Namun, Gus Dur dianggap ogah menerima kritik. DPR yang melemparkan kritik kepadanya dicerca habis-habisan oleh Gus Dur. Ia pun ingin membubarkan DPR. Kontroversi itu membuat langkah politik Gus Dur berada dalam fase berbahaya. Ia terancam lengser karenanya. Kepemimpinannya dianggap hanya membawa kontroversi, ketimbang manfaat.

“Sembilan bulan jalannya pemerintahan, Presiden Gus Dur justru tampil sebagai sosok yang penuh kontroversi, baik dari segi ucapan maupun dari segi tindakan dirasakan lebih banyak memunculkan rasa bingung di masyarakat.”
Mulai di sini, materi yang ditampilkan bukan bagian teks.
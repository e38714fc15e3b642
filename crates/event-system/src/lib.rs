//! Priority-ordered notification event bus with lineage-aware dispatch.
//!
//! Producers post event payloads to an [`EventBus`]; consumers register an
//! [`EventSubscription`] against an event type and receive callbacks either
//! when the host flushes the queue (batched, once per tick) or immediately
//! via the instant path. Dispatch is polymorphic: every event type declares a
//! [`Lineage`] of type names (itself plus its ancestors and capabilities), and
//! a subscription registered against an ancestor name also receives derived
//! events.
//!
//! # Design
//!
//! - **Explicit instance, no singleton**: construct an [`EventBus`] and pass
//!   it to whoever needs it. Single-instance-per-process is a host decision,
//!   not a library one.
//! - **Single-threaded tick model**: all calls are expected on one logical
//!   thread (the host's per-frame update). The bus uses `Rc`/`RefCell`
//!   internally and is deliberately not `Send`; handlers may re-enter the bus
//!   (subscribe, unsubscribe, post) during dispatch.
//! - **Stable hashing**: type names are hashed with a SHA-256 truncation
//!   ([`TypeHash`]), never with `std::hash`, so hashes are stable across runs
//!   and processes.
//!
//! # Example
//!
//! ```
//! use event_system::{Event, EventBus, EventSubscription, Lineage};
//!
//! struct Damaged { amount: u32 }
//!
//! impl Event for Damaged {
//!     fn lineage() -> Lineage {
//!         Lineage::of("demo::Damaged")
//!     }
//! }
//!
//! let bus = EventBus::new();
//! bus.subscribe(EventSubscription::on(|ev: &Damaged| {
//!     assert_eq!(ev.amount, 7);
//! }));
//! bus.post_event(Damaged { amount: 7 });
//! bus.flush().unwrap();
//! ```

pub mod bus;
pub mod error;
pub mod event;
pub mod registry;
pub mod subscription;

// Re-export core types for ergonomic API
pub use bus::EventBus;
pub use error::FlushError;
pub use event::{Event, Lineage, SenderRef};
pub use registry::{TypeHash, TypeRegistry};
pub use subscription::EventSubscription;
“Dari berbagai ucapan yang dilontarkan, misalnya, dalam sebuah kesempatan secara reaktif presiden menuduh tiga orang menterinya terlibat korupsi, kolusi, dan nepotisme (KKN). Kesempatan lain, ia ingin mengampuni mantan Presiden Soeharto, membuka hubungan dagang Israel, mencopot lima orang anggota kabinetnya, ingin menghapus ketetapan MPRS mengenai pelanggaran ajaran Marxisme, Leninisme, dan Komunisme, dan beberapa ucapan kontroversial lainnya,” tertulis dalam buku Perjalanan Politik Gus Dur (2010).

Narasi pelengseran Gus Dur mengemuka di mana-mana. Gus Dur pun menyadari upaya itu. Namun, ia tak tinggal diam. Ia sempat menyatakan bahwa jikalau dilengserkan Jakarta akan dipenuhi ratusan ribu massa pendukungnya.

Gertakan itu kemudian dibuktikan dengan andil organisasi yang pernah dipimpinnya PBNU mengelar istigasah massal di Parkir Timur Senayan, Jakarta Selatan pada 29 April 2001. Alih-alih hanya gelaran untuk memperingati Tahun Baru Islam 1422 H, hajatan itu dianggap terlalu politis.

Gelaran itu diyakini khalayak sebagai ajang unjuk kekuatan kepada mereka yang ingin Gus Dur lengser. Acara itu semula ditargetkan akan dihadiri satu juta peserta. Sekalipun yang datang tak sampai satu juta orang.

“Walaupun niatnya agung, istigasah tak lain dari alat politik presiden dan pendukung-pendukungnya dalam pertarungan perebutan kekuasaan yang tengah berlangsung melawan musuh-musuhnya. Tak heran bahwa kebanyakan pemimpin politik menolak undangan untuk menghadiri doa massal ini. Peringatan yang dilontarkan Kabinet Abdurrahman Wahid bahwa akan timbul kekerasan jika DPR berkeras melakukan impeachment terdengar seperti ancaman ketimbang nasihat,” tertulis dalam laporan Jakarta Post dikutip Greg Barton dalam buku Biografi Gus Dur (2003).